1 files were completely excluded from scanning due to a fundamental problem that is known to cause problems scanning other files.
I created a new test repository for setting up various github actions. The repository itself does not have real important code other than to demonstrate various things like a functioning build-pipeline even in case of module usage and such. The task I was given is to create releases to Maven Central on manual tags rather than to rely on the default release cycle.
While investigating into CodeQL action, I noticed that a warning is popping up during the Perform CodeQL Analysis step of the pipeline.
The exact message here reads as:
1 broken classes filtered out (1 result)
* 1 files were completely excluded from scanning due to a fundamental problem that is known to cause problems scanning other files. Presently these are `module` declarations in a file not named `module-info.java`.
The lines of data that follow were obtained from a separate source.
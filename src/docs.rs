use utoipa::openapi::security::{HttpAuthScheme, HttpBuilder, SecurityScheme};
use utoipa::{Modify, OpenApi};

use schoolbase_core::pagination::PaginationMeta;

use crate::modules::auth::controller::ErrorResponse;
use crate::modules::auth::model::{LoginRequest, LoginResponse, MessageResponse};

/// Schemas reached from a path's request or response body are registered
/// automatically; the list below only adds the shared envelopes.
#[derive(OpenApi)]
#[openapi(
    paths(
        crate::modules::auth::controller::login_user,
        crate::modules::auth::controller::get_me,
        crate::modules::users::controller::list_roles,
        crate::modules::users::controller::get_users,
        crate::modules::users::controller::create_user,
        crate::modules::users::controller::get_user,
        crate::modules::users::controller::update_user,
        crate::modules::users::controller::deactivate_user,
        crate::modules::users::controller::set_student_link,
        crate::modules::users::controller::list_guardian_links,
        crate::modules::users::controller::create_guardian_link,
        crate::modules::users::controller::delete_guardian_link,
        crate::modules::students::controller::create_student,
        crate::modules::students::controller::get_students,
        crate::modules::students::controller::get_student,
        crate::modules::students::controller::update_student,
        crate::modules::students::controller::delete_student,
        crate::modules::applications::controller::submit_application,
        crate::modules::applications::controller::get_application_status,
        crate::modules::applications::controller::list_applications,
        crate::modules::applications::controller::get_application,
        crate::modules::applications::controller::approve_application,
        crate::modules::applications::controller::reject_application,
        crate::modules::attendance::controller::get_sheet,
        crate::modules::attendance::controller::mark_attendance,
        crate::modules::attendance::controller::my_attendance,
        crate::modules::attendance::controller::get_streaks,
        crate::modules::teachers::controller::get_teachers,
        crate::modules::teachers::controller::create_teacher,
        crate::modules::teachers::controller::get_teacher,
        crate::modules::teachers::controller::update_teacher,
        crate::modules::teachers::controller::delete_teacher,
        crate::modules::teachers::controller::list_assignments,
        crate::modules::teachers::controller::create_assignment,
        crate::modules::teachers::controller::delete_assignment,
        crate::modules::exams::controller::list_assessments,
        crate::modules::exams::controller::create_assessment,
        crate::modules::exams::controller::get_assessment,
        crate::modules::exams::controller::update_assessment,
        crate::modules::exams::controller::delete_assessment,
        crate::modules::exams::controller::get_results,
        crate::modules::exams::controller::upsert_results,
        crate::modules::grades::controller::get_class_report,
        crate::modules::grades::controller::get_class_report_csv,
        crate::modules::grades::controller::my_grades,
        crate::modules::grades::controller::my_progress,
        crate::modules::grades::controller::my_report_card,
        crate::modules::grades::controller::class_report_cards_csv,
        crate::modules::grades::controller::student_report_card_csv,
        crate::modules::fees::controller::create_invoice,
        crate::modules::fees::controller::list_invoices,
        crate::modules::fees::controller::get_invoice,
        crate::modules::fees::controller::update_invoice,
        crate::modules::fees::controller::delete_invoice,
        crate::modules::fees::controller::list_payments,
        crate::modules::fees::controller::record_payment,
        crate::modules::fees::controller::update_payment_status,
        crate::modules::fees::controller::create_waiver,
        crate::modules::fees::controller::list_waivers,
        crate::modules::fees::controller::create_fee_structure,
        crate::modules::fees::controller::list_fee_structures,
        crate::modules::fees::controller::get_fee_structure,
        crate::modules::fees::controller::update_fee_structure,
        crate::modules::fees::controller::delete_fee_structure,
        crate::modules::fees::controller::list_overdue,
        crate::modules::fees::controller::run_overdue_sweep,
        crate::modules::fees::controller::run_reminder_sweep,
        crate::modules::fees::controller::my_fees,
        crate::modules::accounting::controller::create_expense,
        crate::modules::accounting::controller::list_expenses,
        crate::modules::accounting::controller::get_expense,
        crate::modules::accounting::controller::update_expense,
        crate::modules::accounting::controller::delete_expense,
        crate::modules::accounting::controller::create_payroll,
        crate::modules::accounting::controller::list_payroll,
        crate::modules::accounting::controller::get_payroll,
        crate::modules::accounting::controller::update_payroll,
        crate::modules::accounting::controller::delete_payroll,
        crate::modules::accounting::controller::summary,
        crate::modules::accounting::controller::monthly_series,
        crate::modules::accounting::controller::profit_and_loss,
        crate::modules::accounting::controller::balance_sheet,
        crate::modules::accounting::controller::export_invoices,
        crate::modules::accounting::controller::export_expenses,
        crate::modules::accounting::controller::export_payroll,
        crate::modules::timetable::controller::get_config,
        crate::modules::timetable::controller::upsert_config,
        crate::modules::timetable::controller::list_allocations,
        crate::modules::timetable::controller::create_allocation,
        crate::modules::timetable::controller::update_allocation,
        crate::modules::timetable::controller::delete_allocation,
        crate::modules::timetable::controller::list_slots,
        crate::modules::timetable::controller::create_slot,
        crate::modules::timetable::controller::update_slot,
        crate::modules::timetable::controller::delete_slot,
        crate::modules::timetable::controller::get_conflicts,
        crate::modules::timetable::controller::my_timetable,
        crate::modules::discipline::controller::create_case,
        crate::modules::discipline::controller::list_cases,
        crate::modules::discipline::controller::get_case,
        crate::modules::discipline::controller::update_case,
        crate::modules::discipline::controller::delete_case,
        crate::modules::discipline::controller::get_summary,
        crate::modules::discipline::controller::export_cases,
        crate::modules::notifications::controller::list_notifications,
        crate::modules::notifications::controller::unread_count,
        crate::modules::notifications::controller::mark_read,
        crate::modules::notifications::controller::mark_all_read,
        crate::modules::notifications::controller::get_preferences,
        crate::modules::notifications::controller::update_preferences,
        crate::modules::notifications::controller::linked_students,
        crate::modules::notifications::controller::linked_student_notifications,
        crate::modules::communication::controller::list_templates,
        crate::modules::communication::controller::create_template,
        crate::modules::communication::controller::get_template,
        crate::modules::communication::controller::update_template,
        crate::modules::communication::controller::delete_template,
        crate::modules::communication::controller::send_email,
        crate::modules::communication::controller::send_bulk_email,
        crate::modules::communication::controller::send_to_parents,
        crate::modules::settings::controller::get_settings,
        crate::modules::settings::controller::update_settings,
    ),
    components(
        schemas(
            ErrorResponse,
            PaginationMeta,
            LoginRequest,
            LoginResponse,
            MessageResponse,
        )
    ),
    modifiers(&SecurityAddon),
    tags(
        (name = "Authentication", description = "Login and current user"),
        (name = "Users", description = "User accounts, roles and guardian links"),
        (name = "Students", description = "Student records"),
        (name = "Admissions", description = "Public applications and their review"),
        (name = "Attendance", description = "Daily attendance sheets and streaks"),
        (name = "Teachers", description = "Teachers and their class assignments"),
        (name = "Exams", description = "Assessments and results"),
        (name = "Grades", description = "Class reports, report cards and student progress"),
        (name = "Fees", description = "Invoices, payments, waivers and fee structures"),
        (name = "Accounting", description = "Expenses, payroll and financial reports"),
        (name = "Timetable", description = "Timetable config, allocations, slots and conflicts"),
        (name = "Discipline", description = "Disciplinary cases"),
        (name = "Notifications", description = "In-app notifications and preferences"),
        (name = "Communication", description = "Message templates, direct email and guardian announcements"),
        (name = "Settings", description = "Versioned school settings")
    ),
    info(
        title = "Schoolbase API",
        version = "0.1.0",
        description = "School management backend: admissions, attendance, exams, fees, timetable and discipline.",
        license(
            name = "MIT"
        )
    )
)]
pub struct ApiDoc;

struct SecurityAddon;

impl Modify for SecurityAddon {
    fn modify(&self, openapi: &mut utoipa::openapi::OpenApi) {
        if let Some(components) = openapi.components.as_mut() {
            components.add_security_scheme(
                "bearer_auth",
                SecurityScheme::Http(
                    HttpBuilder::new()
                        .scheme(HttpAuthScheme::Bearer)
                        .bearer_format("JWT")
                        .build(),
                ),
            )
        }
    }
}

#[cfg(test)]
mod tests {
    use super::*;

    #[test]
    fn test_openapi_has_bearer_scheme_and_paths() {
        let doc = ApiDoc::openapi();
        let components = doc.components.expect("components");
        assert!(components.security_schemes.contains_key("bearer_auth"));
        assert!(doc.paths.paths.contains_key("/api/fees/payments"));
        assert!(doc.paths.paths.contains_key("/api/discipline/cases/{id}"));
        assert!(doc.paths.paths.contains_key("/api/communication/send-to-parents/{student_id}"));
    }
}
The warning is not really helpful at all as I can't really determine which file it is referring to even though this repo only has a handful of files. Not sure how much of an effort it would be to at least list the files that CodeQL is complaining about would be a sane thing IMO. The reported problem seems also a bit strange as there is a module-info.java file that declares a Java module. Which other file should there be that "declares" a module but is not within a module-info-java file?
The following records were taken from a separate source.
mod common;

use axum::http::StatusCode;
use chrono::{Duration, NaiveDate, Utc};
use common::{TestApp, create_test_student, create_test_user, link_guardian};
use schoolbase_auth::Role;
use serde_json::{Value, json};
use sqlx::PgPool;

fn days_from_today(days: i64) -> NaiveDate {
    Utc::now().date_naive() + Duration::days(days)
}

async fn create_invoice(
    app: &TestApp,
    token: &str,
    student_id: uuid::Uuid,
    amount: f64,
    late_fee: f64,
    due_date: NaiveDate,
) -> Value {
    let (status, body) = app
        .post(
            "/api/fees/invoices",
            token,
            json!({
                "student_id": student_id,
                "term": "2024-T2",
                "amount": amount,
                "late_fee": late_fee,
                "due_date": due_date
            }),
        )
        .await;
    assert_eq!(status, StatusCode::CREATED, "{body}");
    body
}

#[sqlx::test(migrations = "./migrations")]
async fn test_overdue_sweep_marks_each_late_invoice_once(pool: PgPool) {
    let app = TestApp::new(pool.clone());
    let token = app.token_for(&[Role::Accountant], None).await;
    let student_id = create_test_student(&pool, "Female", "Form 1A").await;
    let parent = create_test_user(&pool, &[Role::Parent], None).await;
    link_guardian(&pool, parent.id, student_id).await;

    let late = create_invoice(&app, &token, student_id, 100.0, 10.0, days_from_today(-5)).await;
    let current = create_invoice(&app, &token, student_id, 100.0, 10.0, days_from_today(7)).await;

    let (status, report) = app.post("/api/fees/sweeps/overdue", &token, json!({})).await;
    assert_eq!(status, StatusCode::OK, "{report}");
    assert_eq!(report["processed"], 1);
    assert_eq!(report["failed"], 0);

    let (_, late) = app
        .get(&format!("/api/fees/invoices/{}", late["id"].as_str().unwrap()), &token)
        .await;
    assert_eq!(late["status"], "overdue");
    assert_eq!(late["balance"], 100.0);
    assert_eq!(late["total_due"], 110.0);

    let (_, current) = app
        .get(&format!("/api/fees/invoices/{}", current["id"].as_str().unwrap()), &token)
        .await;
    assert_eq!(current["status"], "unpaid");

    let sent = app.notifier.sent();
    assert_eq!(sent.len(), 1);
    assert_eq!(sent[0].to, parent.email);
    assert!(sent[0].text.contains("KES 110.00"), "{}", sent[0].text);
    assert!(sent[0].text.contains("5 days overdue"), "{}", sent[0].text);

    let (status, report) = app.post("/api/fees/sweeps/overdue", &token, json!({})).await;
    assert_eq!(status, StatusCode::OK);
    assert_eq!(report["processed"], 0);
    assert_eq!(app.notifier.sent().len(), 1);
}

#[sqlx::test(migrations = "./migrations")]
async fn test_payment_on_overdue_invoice_rederives_status(pool: PgPool) {
    let app = TestApp::new(pool.clone());
    let token = app.token_for(&[Role::Accountant], None).await;
    let student_id = create_test_student(&pool, "Male", "Form 1A").await;
    let invoice = create_invoice(&app, &token, student_id, 100.0, 0.0, days_from_today(-2)).await;

    app.post("/api/fees/sweeps/overdue", &token, json!({})).await;

    let (status, receipt) = app
        .post(
            "/api/fees/payments",
            &token,
            json!({ "invoice_id": invoice["id"], "amount": 25.0 }),
        )
        .await;
    assert_eq!(status, StatusCode::CREATED, "{receipt}");
    assert_eq!(receipt["invoice"]["status"], "partial");

    let (_, report) = app.post("/api/fees/sweeps/overdue", &token, json!({})).await;
    assert_eq!(report["processed"], 1);
}

#[sqlx::test(migrations = "./migrations")]
async fn test_reminder_sweep_targets_exactly_n_days_ahead(pool: PgPool) {
    let app = TestApp::new(pool.clone());
    let token = app.token_for(&[Role::Accountant], None).await;
    let student_id = create_test_student(&pool, "Female", "Form 4D").await;
    let parent = create_test_user(&pool, &[Role::Parent], None).await;
    link_guardian(&pool, parent.id, student_id).await;

    // Settings default to three days ahead.
    create_invoice(&app, &token, student_id, 80.0, 0.0, days_from_today(3)).await;
    create_invoice(&app, &token, student_id, 80.0, 0.0, days_from_today(2)).await;
    create_invoice(&app, &token, student_id, 80.0, 0.0, days_from_today(4)).await;

    let (status, report) = app.post("/api/fees/sweeps/reminders", &token, json!({})).await;
    assert_eq!(status, StatusCode::OK, "{report}");
    assert_eq!(report["processed"], 1);

    let sent = app.notifier.sent();
    assert_eq!(sent.len(), 1);
    assert!(sent[0].subject.starts_with("Fee Payment Reminder"));
    assert!(sent[0].text.contains(&days_from_today(3).to_string()), "{}", sent[0].text);
}

#[sqlx::test(migrations = "./migrations")]
async fn test_reminder_skips_settled_invoices(pool: PgPool) {
    let app = TestApp::new(pool.clone());
    let token = app.token_for(&[Role::Accountant], None).await;
    let student_id = create_test_student(&pool, "Male", "Form 4D").await;
    let invoice = create_invoice(&app, &token, student_id, 60.0, 0.0, days_from_today(3)).await;

    app.post(
        "/api/fees/payments",
        &token,
        json!({ "invoice_id": invoice["id"], "amount": 60.0 }),
    )
    .await;

    let (_, report) = app.post("/api/fees/sweeps/reminders", &token, json!({})).await;
    assert_eq!(report["processed"], 0);
}

#[sqlx::test(migrations = "./migrations")]
async fn test_sweeps_need_write_access(pool: PgPool) {
    let app = TestApp::new(pool.clone());
    let token = app.token_for(&[Role::Headmaster], None).await;

    let (status, body) = app.post("/api/fees/sweeps/overdue", &token, json!({})).await;
    assert_eq!(status, StatusCode::FORBIDDEN);
    assert_eq!(body["error"], "Read-only role");

    let (status, _) = app.post("/api/fees/sweeps/reminders", &token, json!({})).await;
    assert_eq!(status, StatusCode::FORBIDDEN);
}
The cause is that you're running a build (note the mvn compile command) after codeql-init in the context of a build-mode: none extraction. As of the forthcoming CodeQL release, the build would be ignored -- for now, you can either change build-mode to one that traces the build, or else remove the build step from your workflow.
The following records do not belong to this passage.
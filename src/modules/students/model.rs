pub use schoolbase_models::students::{
    CreateStudentDto, Student, StudentFilterParams, UpdateStudentDto,
};
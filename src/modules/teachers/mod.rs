pub mod controller;
pub mod model;
pub mod router;
pub mod service;

pub use model::*;
pub use router::init_teachers_router;
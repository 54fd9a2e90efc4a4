pub use schoolbase_models::timetable::{
    AllocationFilterParams, Conflict, ConflictKind, ConflictReport, CreateAllocationDto,
    CreateSlotDto, DayOfWeek, MyTimetable, ScheduledPeriod, SlotFilterParams, SubjectAllocation,
    TermParams, TimetableConfig, TimetableSlot, UpdateAllocationDto, UpdateSlotDto,
    UpsertConfigDto, compute_conflicts,
};
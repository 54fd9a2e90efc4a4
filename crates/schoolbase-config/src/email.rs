use crate::{env_flag, env_or, env_string};

#[derive(Clone, Debug)]
pub struct EmailConfig {
    pub enabled: bool,
    pub smtp_host: String,
    pub smtp_port: u16,
    pub smtp_username: String,
    pub smtp_password: String,
    pub from_email: String,
    pub from_name: String,
    pub frontend_url: String,
}

impl EmailConfig {
    pub fn from_env() -> Self {
        Self {
            enabled: env_flag("SMTP_ENABLED", false),
            smtp_host: env_string("SMTP_HOST", "localhost"),
            smtp_port: env_or("SMTP_PORT", 1025),
            smtp_username: env_string("SMTP_USERNAME", ""),
            smtp_password: env_string("SMTP_PASSWORD", ""),
            from_email: env_string("FROM_EMAIL", "noreply@schoolbase.local"),
            from_name: env_string("FROM_NAME", "Schoolbase"),
            frontend_url: env_string("FRONTEND_URL", "http://localhost:3000"),
        }
    }

    /// Whether SMTP credentials were supplied (relay with auth vs. plain local relay).
    pub fn has_credentials(&self) -> bool {
        !self.smtp_username.is_empty() && !self.smtp_password.is_empty()
    }
}

#[cfg(test)]
mod tests {
    use super::*;

    #[test]
    fn test_has_credentials() {
        let mut config = EmailConfig {
            enabled: true,
            smtp_host: "localhost".into(),
            smtp_port: 1025,
            smtp_username: String::new(),
            smtp_password: String::new(),
            from_email: "noreply@example.com".into(),
            from_name: "School".into(),
            frontend_url: "http://localhost".into(),
        };
        assert!(!config.has_credentials());
        config.smtp_username = "mailer".into();
        config.smtp_password = "secret".into();
        assert!(config.has_credentials());
    }
}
Thank you for the info. I just replaced the autobuild step that was initially suggested, which was not working for me, with the build step I am using. Is the build step actually needed by CodeQL or does it only analyze the source code? I mean, is adding a build on top of it adding any further value?
It depends on the build-mode option. If set to none, we do not depend on a build process, though we may try to interrogate a build tool for dependency info. If set to autobuild or manual then we operate by tracing a build process, using a guessed build command like mvn package or relying on you to run a build respectively.
The particular oddity seen here results from the unexpected combination of build-mode: none, but running a manual build anyhow.